* [About this task]:
Whenever a line of the material contains the string "than", it should be copied.

* [Stored data]:
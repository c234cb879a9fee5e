use crate::config::types::{
    AdvancedConfig, DatabaseConfig, MonitoringConfig, ScraperConfig, Settings, SourceConfig,
    MAX_DELAY_SECS,
};
use crate::ConfigError;
use url::Url;

/// Validates the entire configuration
pub fn validate(settings: &Settings) -> Result<(), ConfigError> {
    validate_scraper_config(&settings.scraper)?;
    validate_sources(&settings.scraper)?;
    validate_monitoring_config(&settings.monitoring)?;
    validate_advanced_config(&settings.advanced)?;
    validate_database_config(&settings.database, &settings.scraper)?;
    Ok(())
}

/// Validates a delay given in fractional seconds
fn validate_delay(key: &str, secs: f64) -> Result<(), ConfigError> {
    if !(0.0..=MAX_DELAY_SECS).contains(&secs) {
        return Err(ConfigError::Validation(format!(
            "{} must be between 0 and {} seconds, got {}",
            key, MAX_DELAY_SECS, secs
        )));
    }
    Ok(())
}

/// Validates fetch, retry and breaker settings
fn validate_scraper_config(config: &ScraperConfig) -> Result<(), ConfigError> {
    let url = Url::parse(&config.base_url)
        .map_err(|e| ConfigError::InvalidUrl(format!("Invalid base-url: {}", e)))?;

    if url.scheme() != "http" && url.scheme() != "https" {
        return Err(ConfigError::InvalidUrl(format!(
            "base-url '{}' must use http or https",
            config.base_url
        )));
    }

    if config.request_timeout < 1 {
        return Err(ConfigError::Validation(
            "request-timeout must be >= 1 second".to_string(),
        ));
    }

    if config.max_threads < 1 || config.max_threads > 64 {
        return Err(ConfigError::Validation(format!(
            "max-threads must be between 1 and 64, got {}",
            config.max_threads
        )));
    }

    validate_delay("request-delay", config.request_delay)?;
    validate_delay("retry-delay-base", config.retry_delay_base)?;

    if config.max_rows_per_source < 1 {
        return Err(ConfigError::Validation(
            "max-rows-per-source must be >= 1".to_string(),
        ));
    }

    if config.max_rows_for_update_check < 1
        || config.max_rows_for_update_check > config.max_rows_per_source
    {
        return Err(ConfigError::Validation(format!(
            "max-rows-for-update-check must be between 1 and max-rows-per-source ({}), got {}",
            config.max_rows_per_source, config.max_rows_for_update_check
        )));
    }

    if config.circuit_breaker_fail_max < 1 {
        return Err(ConfigError::Validation(
            "circuit-breaker-fail-max must be >= 1".to_string(),
        ));
    }

    if config.circuit_breaker_reset_timeout < 1 {
        return Err(ConfigError::Validation(
            "circuit-breaker-reset-timeout must be >= 1 second".to_string(),
        ));
    }

    validate_table_id(&config.table_id)?;

    if config.user_agents.iter().any(|ua| ua.trim().is_empty()) {
        return Err(ConfigError::Validation(
            "user-agents cannot contain empty entries".to_string(),
        ));
    }

    Ok(())
}

/// Validates the source map
fn validate_sources(config: &ScraperConfig) -> Result<(), ConfigError> {
    if !config.sources.values().any(|s| s.enabled) {
        return Err(ConfigError::Validation(
            "at least one source must be enabled".to_string(),
        ));
    }

    for (name, source) in &config.sources {
        validate_source(name, source, config.max_rows_per_source)?;
    }

    Ok(())
}

fn validate_source(name: &str, source: &SourceConfig, max_rows: u32) -> Result<(), ConfigError> {
    if name.is_empty() || !name.chars().all(|c| c.is_ascii_alphanumeric() || c == '_' || c == '-') {
        return Err(ConfigError::Validation(format!(
            "source name '{}' must be non-empty and contain only letters, digits, '_' or '-'",
            name
        )));
    }

    if !source.url_path.starts_with('/') {
        return Err(ConfigError::Validation(format!(
            "source '{}' url-path must start with '/', got '{}'",
            name, source.url_path
        )));
    }

    if let Some(rows) = source.max_rows {
        if rows < 1 || rows > max_rows {
            return Err(ConfigError::Validation(format!(
                "source '{}' max-rows must be between 1 and {}, got {}",
                name, max_rows, rows
            )));
        }
    }

    Ok(())
}

/// Validates scheduler cadences
fn validate_monitoring_config(config: &MonitoringConfig) -> Result<(), ConfigError> {
    if config.change_detection_interval < 1 {
        return Err(ConfigError::Validation(
            "change-detection-interval must be >= 1 second".to_string(),
        ));
    }

    if config.full_refresh_interval < config.change_detection_interval {
        return Err(ConfigError::Validation(format!(
            "full-refresh-interval ({}s) must not be shorter than change-detection-interval ({}s)",
            config.full_refresh_interval, config.change_detection_interval
        )));
    }

    Ok(())
}

fn validate_advanced_config(config: &AdvancedConfig) -> Result<(), ConfigError> {
    if config.selenium.max_instances < 1 {
        return Err(ConfigError::Validation(
            "selenium max-instances must be >= 1".to_string(),
        ));
    }

    if config.selenium.page_load_timeout < 1 {
        return Err(ConfigError::Validation(
            "selenium page-load-timeout must be >= 1 second".to_string(),
        ));
    }

    if config.caching.enabled && config.caching.expire_after < 1 {
        return Err(ConfigError::Validation(
            "caching expire-after must be >= 1 second when caching is enabled".to_string(),
        ));
    }

    Ok(())
}

/// Validates database settings
///
/// A full source batch must fit into a single transaction, so the batch size can
/// never be smaller than the per-source row limit.
fn validate_database_config(
    config: &DatabaseConfig,
    scraper: &ScraperConfig,
) -> Result<(), ConfigError> {
    if config.path.is_empty() {
        return Err(ConfigError::Validation(
            "database path cannot be empty".to_string(),
        ));
    }

    if config.batch_size < scraper.max_rows_per_source {
        return Err(ConfigError::Validation(format!(
            "batch-size ({}) must be >= max-rows-per-source ({})",
            config.batch_size, scraper.max_rows_per_source
        )));
    }

    Ok(())
}

/// Validates the filings table id
fn validate_table_id(table_id: &str) -> Result<(), ConfigError> {
    if table_id.is_empty()
        || !table_id
            .chars()
            .all(|c| c.is_ascii_alphanumeric() || c == '-' || c == '_')
    {
        return Err(ConfigError::Validation(format!(
            "table-id must be a non-empty identifier, got '{}'",
            table_id
        )));
    }
    Ok(())
}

* [Solution below]:
            "full-refresh-interval ({}s) must not be shorter than change-detection-interval ({}s)",
/// never be smaller than the per-source row limit.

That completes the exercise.